= Hugh Wood =

British composer (1932–2021)

Hugh Wood (27 June 1932 – 14 August 2021) was a British composer.

== Biography ==
Wood was born in Parbold, Lancashire and grew up in a musical family; while still a teenager, he was encouraged by the composer Alan Bush. He was educated at Oundle School. He says that his "earliest enthusiasm was Bach... and that's been at the center of everything ever since." After military service in Egypt, he studied history at New College, Oxford, where he dedicated much of his time to music and writing compositions for the theatre. In 1954, he moved to London to study composition privately with William Lloyd Webber, Anthony Milner, Iain Hamilton, and Mátyás Seiber. He also started a parallel career as a music teacher by finding work in schools, including Morley College, and as a lecturer at the Royal Academy of Music.

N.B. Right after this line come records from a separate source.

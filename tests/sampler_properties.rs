//! Sampler properties checked across the public API
//!
//! These run on the CPU reference sampler; the WGSL shader mirrors it.

mod common;

use common::{checker_texture, correlation, gradient_texture, lattice_grid};
use tileblend_core::raster::pixel_uv;
use tileblend_core::sampler::to_square_uv;
use tileblend_core::{
    HashKind, LatticeHash, Resolution, SamplerConfig, ScalarHash, Texture, TileBlendParams,
    TileBlendSampler, Variant, Vec2, VectorHash, Wave, render_frame,
};

fn both_variants() -> [TileBlendSampler; 2] {
    [
        TileBlendSampler::new(Variant::Rigid.config()),
        TileBlendSampler::new(Variant::Warped.config()),
    ]
}

fn sample_points() -> Vec<Vec2> {
    (0..=12)
        .flat_map(|i| (0..=12).map(move |j| Vec2::new(i as f32 / 12.0, j as f32 / 12.0)))
        .collect()
}

// === Determinism ===

#[test]
fn test_evaluation_is_bit_identical() {
    let texture = gradient_texture();
    let params = TileBlendParams {
        rotation: 0.63,
        blend_falloff: 17.0,
        blend_offset: 1.4,
        scale: 2.3,
        wave: Wave { amplitude: 0.35, period: 1.7 },
    };
    let resolution = Resolution::new(640, 360);

    for sampler in both_variants() {
        for uv0 in sample_points() {
            let a = sampler.evaluate(uv0, &params, resolution, &texture);
            let b = sampler.evaluate(uv0, &params, resolution, &texture);
            assert_eq!(
                [a.r.to_bits(), a.g.to_bits(), a.b.to_bits(), a.a.to_bits()],
                [b.r.to_bits(), b.g.to_bits(), b.b.to_bits(), b.a.to_bits()],
                "non-deterministic at {:?}",
                uv0
            );
        }
    }
}

#[test]
fn test_frames_are_identical() {
    let texture = checker_texture();
    let params = TileBlendParams::default();
    for sampler in both_variants() {
        let first = render_frame(&sampler, &params, &texture, 48, 32);
        let second = render_frame(&sampler, &params, &texture, 48, 32);
        assert_eq!(first, second);
    }
}

// === Hash decorrelation ===

fn neighbour_correlation(hash: &impl LatticeHash, offset: Vec2) -> f32 {
    let grid = lattice_grid(8);
    let here: Vec<f32> = grid.iter().map(|&p| hash.hash(p)).collect();
    let there: Vec<f32> = grid.iter().map(|&p| hash.hash(p + offset)).collect();
    correlation(&here, &there)
}

const NEIGHBOURS: [Vec2; 4] = [
    Vec2::new(1.0, 0.0),
    Vec2::new(0.0, 1.0),
    Vec2::new(1.0, 1.0),
    Vec2::new(1.0, -1.0),
];

#[test]
fn test_vector_hash_has_weak_neighbour_correlation() {
    for offset in NEIGHBOURS {
        let r = neighbour_correlation(&VectorHash, offset);
        assert!(r.abs() < 0.1, "offset {:?}: r = {}", offset, r);
    }
}

#[test]
fn test_scalar_hash_has_weak_neighbour_correlation() {
    for offset in NEIGHBOURS {
        let r = neighbour_correlation(&ScalarHash, offset);
        assert!(r.abs() < 0.1, "offset {:?}: r = {}", offset, r);
    }
}

#[test]
fn test_hash_values_are_spread() {
    for hash in [HashKind::Vector, HashKind::Scalar] {
        let values: Vec<f32> = lattice_grid(8).into_iter().map(|p| hash.hash(p)).collect();
        assert!(values.iter().all(|v| (0.0..=1.0).contains(v)));

        let low = values.iter().filter(|&&v| v < 0.5).count();
        let high = values.len() - low;
        assert!(low > 40 && high > 40, "{:?}: {} low / {} high", hash, low, high);
    }
}

// === Blend continuity ===

#[test]
fn test_weight_is_continuous_across_equidistant_point() {
    let sampler = TileBlendSampler::default();
    // Diagonal from a corner point (0, 0) to a center point (0.5, 0.5);
    // both distances are equal at t = 0.25
    for falloff in [0.5, 5.0, 20.0, 50.0] {
        let params = TileBlendParams {
            blend_falloff: falloff,
            blend_offset: 1.0,
            ..TileBlendParams::default()
        };
        let weight = |t: f32| sampler.lookup(Vec2::splat(t), &params).weight;

        let eps = 1e-4;
        let jump = (weight(0.25 - eps) - weight(0.25 + eps)).abs();
        assert!(jump <= 4.0 * falloff * eps + 1e-5, "falloff {}: jump {}", falloff, jump);
    }
}

#[test]
fn test_weight_has_no_jumps_along_a_sweep() {
    let step = 1e-3;
    for variant in [Variant::Rigid, Variant::Warped] {
        let sampler = TileBlendSampler::new(variant.config());
        for falloff in [1.0, 10.0, 20.0] {
            let params = TileBlendParams {
                blend_falloff: falloff,
                wave: Wave { amplitude: 0.0, period: 2.0 },
                ..TileBlendParams::default()
            };
            // Crosses several corner and center cell boundaries
            let mut previous = sampler.lookup(Vec2::new(-1.3, 0.1), &params).weight;
            for i in 1..=2600 {
                let x = -1.3 + i as f32 * step;
                let weight = sampler.lookup(Vec2::new(x, 0.1), &params).weight;
                let jump = (weight - previous).abs();
                assert!(
                    jump <= 3.0 * falloff * step + 1e-4,
                    "{:?} falloff {}: jump {} at x = {}",
                    variant,
                    falloff,
                    jump,
                    x
                );
                previous = weight;
            }
        }
    }
}

// === Wrap ===

#[test]
fn test_texture_repeat_law() {
    let texture = gradient_texture();
    let wrapped = texture.sample(Vec2::new(1.3, -0.2));
    let direct = texture.sample(Vec2::new(0.3, 0.8));
    common::assert_color_near(wrapped, direct, 1e-4);

    // Dyadic coordinates wrap exactly
    assert_eq!(
        texture.sample(Vec2::new(1.25, -0.25)),
        texture.sample(Vec2::new(0.25, 0.75))
    );
}

#[test]
fn test_both_fetch_paths_wrap() {
    let texture = gradient_texture();
    for sampler in both_variants() {
        let wrapped = sampler.fetch(&texture, Vec2::new(1.3, -0.2));
        let direct = sampler.fetch(&texture, Vec2::new(0.3, 0.8));
        common::assert_color_near(wrapped, direct, 1e-4);
    }
}

// === Zero rotation ===

#[test]
fn test_zero_rotation_leaves_coordinates_untouched() {
    let params = TileBlendParams {
        rotation: 0.0,
        ..TileBlendParams::default()
    };
    for sampler in both_variants() {
        for uv0 in sample_points() {
            let square = to_square_uv(uv0, Resolution::new(300, 200), 1.7);
            let lookup = sampler.lookup(square, &params);
            assert_eq!(lookup.corner.coord, lookup.uv);
            assert_eq!(lookup.center.coord, lookup.uv);
        }
    }
}

// === Scenarios ===

#[test]
fn test_center_pixel_with_zero_falloff_is_center_sample() {
    let texture = gradient_texture();
    let params = TileBlendParams {
        rotation: 0.0,
        blend_falloff: 0.0,
        blend_offset: 1.0,
        scale: 1.0,
        wave: Wave::default(),
    };
    let resolution = Resolution::new(100, 100);
    let sampler = TileBlendSampler::new(Variant::Rigid.config());

    let square = to_square_uv(Vec2::new(0.5, 0.5), resolution, params.scale);
    assert_eq!(square, Vec2::ZERO);

    let lookup = sampler.lookup(square, &params);
    assert_eq!(lookup.weight, 0.0);
    assert_eq!(lookup.center.point, Vec2::HALF);

    let color = sampler.evaluate(Vec2::new(0.5, 0.5), &params, resolution, &texture);
    assert_eq!(color, sampler.fetch(&texture, lookup.center.coord));
    assert_eq!(color, texture.sample(Vec2::ZERO));
}

#[test]
fn test_warped_variant_with_zero_amplitude_matches_unwarped() {
    let texture = gradient_texture();
    let warped = TileBlendSampler::new(Variant::Warped.config());
    let unwarped = TileBlendSampler::new(SamplerConfig {
        warp: false,
        ..Variant::Warped.config()
    });
    let resolution = Resolution::new(320, 240);

    for period in [0.0, 0.1, 2.0, 7.3, 1e6] {
        let params = TileBlendParams {
            wave: Wave { amplitude: 0.0, period },
            ..TileBlendParams::default()
        };
        for y in (0..240).step_by(23) {
            for x in (0..320).step_by(29) {
                let uv0 = pixel_uv(x, y, 320, 240);
                let a = warped.evaluate(uv0, &params, resolution, &texture);
                let b = unwarped.evaluate(uv0, &params, resolution, &texture);
                assert_eq!(a, b, "period {} at ({}, {})", period, x, y);
            }
        }
    }
}

// === Graceful degradation ===

#[test]
fn test_extreme_parameters_give_finite_colors() {
    let texture = gradient_texture();
    let extremes = [0.0, -0.0, 1e-30, -7.5, 1e30, f32::MAX, -f32::MAX];
    let resolutions = [Resolution::new(1, 1), Resolution::new(0, 0), Resolution::new(u32::MAX, 3)];
    let points = [
        Vec2::new(0.5, 0.5),
        Vec2::new(0.0, 1.0),
        Vec2::new(-1e20, 3e25),
        Vec2::new(f32::MAX, -f32::MAX),
    ];

    for sampler in both_variants() {
        for &value in &extremes {
            let params_set = [
                TileBlendParams { rotation: value, ..TileBlendParams::default() },
                TileBlendParams { blend_falloff: value, ..TileBlendParams::default() },
                TileBlendParams { blend_offset: value, ..TileBlendParams::default() },
                TileBlendParams { scale: value, ..TileBlendParams::default() },
                TileBlendParams {
                    wave: Wave { amplitude: value, period: value },
                    ..TileBlendParams::default()
                },
                TileBlendParams {
                    rotation: value,
                    blend_falloff: value,
                    blend_offset: value,
                    scale: value,
                    wave: Wave { amplitude: value, period: value },
                },
            ];
            for params in &params_set {
                for &resolution in &resolutions {
                    for &uv0 in &points {
                        let color = sampler.evaluate(uv0, params, resolution, &texture);
                        assert!(
                            color.is_finite(),
                            "{:?} at {:?} {:?} gave {:?}",
                            params,
                            uv0,
                            resolution,
                            color
                        );
                        for channel in [color.r, color.g, color.b, color.a] {
                            assert!((-1e-6..=1.0 + 1e-6).contains(&channel));
                        }
                    }
                }
            }
        }
    }
}
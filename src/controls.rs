//! Slider state for the six tile-blend parameters
//!
//! Keyboard commands move a selection cursor over the sliders and nudge the
//! selected value by one step. Values always stay inside the slider range.

use tileblend_config::Config;
use tileblend_core::{Resolution, TileBlendParams, Variant, Wave};
use tileblend_renderer::TileBlendUniforms;

use crate::commands::Command;

/// Which parameter a slider drives
#[derive(Debug, Clone, Copy, PartialEq, Eq)]
pub enum SliderId {
    Rotation,
    BlendFalloff,
    BlendOffset,
    Scale,
    WaveAmplitude,
    WavePeriod,
}

impl SliderId {
    pub const ALL: [SliderId; 6] = [
        SliderId::Rotation,
        SliderId::BlendFalloff,
        SliderId::BlendOffset,
        SliderId::Scale,
        SliderId::WaveAmplitude,
        SliderId::WavePeriod,
    ];

    fn read(self, params: &TileBlendParams) -> f32 {
        match self {
            SliderId::Rotation => params.rotation,
            SliderId::BlendFalloff => params.blend_falloff,
            SliderId::BlendOffset => params.blend_offset,
            SliderId::Scale => params.scale,
            SliderId::WaveAmplitude => params.wave.amplitude,
            SliderId::WavePeriod => params.wave.period,
        }
    }
}

/// One range input
#[derive(Debug, Clone, PartialEq)]
pub struct Slider {
    pub id: SliderId,
    pub label: &'static str,
    pub min: f32,
    pub max: f32,
    pub step: f32,
    pub default: f32,
    decimals: usize,
    value: f32,
}

impl Slider {
    const fn new(id: SliderId, label: &'static str, min: f32, max: f32, step: f32, decimals: usize) -> Self {
        Self {
            id,
            label,
            min,
            max,
            step,
            default: min,
            decimals,
            value: min,
        }
    }

    fn with_default(mut self, default: f32) -> Self {
        self.default = self.clamp(default);
        self.value = self.default;
        self
    }

    pub fn value(&self) -> f32 {
        self.value
    }

    /// Clamp into range; NaN falls back to the default
    fn clamp(&self, value: f32) -> f32 {
        if value.is_nan() {
            return self.default;
        }
        value.clamp(self.min, self.max)
    }

    /// Returns whether the value changed
    pub fn set(&mut self, value: f32) -> bool {
        let clamped = self.clamp(value);
        let changed = clamped != self.value;
        self.value = clamped;
        changed
    }

    pub fn nudge(&mut self, steps: f32) -> bool {
        self.set(self.value + steps * self.step)
    }

    pub fn reset(&mut self) -> bool {
        self.set(self.default)
    }

    /// Value label shown next to the slider
    pub fn display(&self) -> String {
        format!("{}: {:.*}", self.label, self.decimals, self.value)
    }
}

/// Every slider plus the active variant
#[derive(Debug, Clone, PartialEq)]
pub struct ParamControls {
    sliders: Vec<Slider>,
    selected: usize,
    variant: Variant,
}

impl Default for ParamControls {
    fn default() -> Self {
        Self::new(&TileBlendParams::default(), Variant::default())
    }
}

impl ParamControls {
    /// Sliders start at `initial`, which also becomes their reset value
    pub fn new(initial: &TileBlendParams, variant: Variant) -> Self {
        let sliders = vec![
            Slider::new(SliderId::Rotation, "Rotation", 0.0, 1.0, 0.01, 2),
            Slider::new(SliderId::BlendFalloff, "Blend Falloff", 0.0, 50.0, 0.5, 1),
            Slider::new(SliderId::BlendOffset, "Blend Offset", 0.0, 5.0, 0.05, 2),
            Slider::new(SliderId::Scale, "Scale", 0.05, 10.0, 0.05, 2),
            Slider::new(SliderId::WaveAmplitude, "Wave Amplitude", 0.0, 1.0, 0.01, 2),
            Slider::new(SliderId::WavePeriod, "Wave Period", 0.1, 10.0, 0.1, 1),
        ]
        .into_iter()
        .map(|s| {
            let initial_value = s.id.read(initial);
            s.with_default(initial_value)
        })
        .collect();

        Self {
            sliders,
            selected: 0,
            variant,
        }
    }

    pub fn from_config(config: &Config) -> Self {
        Self::new(&config.params(), config.variant())
    }

    pub fn sliders(&self) -> &[Slider] {
        &self.sliders
    }

    pub fn slider(&self, id: SliderId) -> &Slider {
        // Sliders are built from SliderId::ALL in order
        &self.sliders[id as usize]
    }

    pub fn selected(&self) -> &Slider {
        &self.sliders[self.selected]
    }

    pub fn variant(&self) -> Variant {
        self.variant
    }

    pub fn set(&mut self, id: SliderId, value: f32) -> bool {
        self.sliders[id as usize].set(value)
    }

    pub fn set_variant(&mut self, variant: Variant) -> bool {
        let changed = self.variant != variant;
        self.variant = variant;
        changed
    }

    /// Replace values and defaults, keeping the selection
    pub fn reload(&mut self, config: &Config) -> bool {
        let selected = self.selected;
        let reloaded = Self::from_config(config);
        let changed = reloaded.params() != self.params() || reloaded.variant != self.variant;
        *self = Self { selected, ..reloaded };
        changed
    }

    /// Execute a command; returns whether the frame must be redrawn
    ///
    /// Gallery and quit commands are not slider commands and return false.
    pub fn apply(&mut self, command: Command) -> bool {
        let count = self.sliders.len();
        match command {
            Command::SelectNext => {
                self.selected = (self.selected + 1) % count;
                false
            }
            Command::SelectPrevious => {
                self.selected = (self.selected + count - 1) % count;
                false
            }
            Command::Increase => self.sliders[self.selected].nudge(1.0),
            Command::Decrease => self.sliders[self.selected].nudge(-1.0),
            Command::ResetSelected => self.sliders[self.selected].reset(),
            Command::ResetAll => self
                .sliders
                .iter_mut()
                .fold(false, |changed, s| s.reset() | changed),
            Command::ToggleVariant => self.set_variant(self.variant.toggled()),
            Command::NextImage | Command::PreviousImage | Command::Quit => false,
        }
    }

    pub fn params(&self) -> TileBlendParams {
        let value = |id: SliderId| self.slider(id).value();
        TileBlendParams {
            rotation: value(SliderId::Rotation),
            blend_falloff: value(SliderId::BlendFalloff),
            blend_offset: value(SliderId::BlendOffset),
            scale: value(SliderId::Scale),
            wave: Wave {
                amplitude: value(SliderId::WaveAmplitude),
                period: value(SliderId::WavePeriod),
            },
        }
    }

    pub fn uniforms(&self, resolution: Resolution) -> TileBlendUniforms {
        TileBlendUniforms::new(&self.params(), self.variant.config(), resolution)
    }

    /// Window title: variant, then every value with the selected one bracketed
    pub fn title(&self, prefix: &str) -> String {
        let values: Vec<String> = self
            .sliders
            .iter()
            .enumerate()
            .map(|(i, s)| {
                if i == self.selected {
                    format!("[{}]", s.display())
                } else {
                    s.display()
                }
            })
            .collect();
        format!("{} ({}) - {}", prefix, self.variant.name(), values.join(" | "))
    }
}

In 1958, Wood composed his first published work: a set of variations for viola and piano showing the influence of Schoenberg and thematic references to Beethoven, which was premiered by Cecil Aronowitz. His first orchestral work, Scenes from Comus (with soloists and chorus), was commissioned by the BBC and composed between 1962 and 1965. Its premiere at the 1965 BBC Proms provided Wood a public success.

Wood's works are always cogently constructed, knitting together densely wrought counterpoint with rigorous motivic working, sometimes using a personalized serialist language. His music commands a broad communicative range: it can be violently expressionistic, poignantly lyrical, or even, as in the jazz inflected Piano Concerto, exuberantly rhythmic. Wood liked to compose slowly and he typically preferred chamber music genres, though several of his large-scale works, such as his Symphony and Violin Concerto, are amongst his best known.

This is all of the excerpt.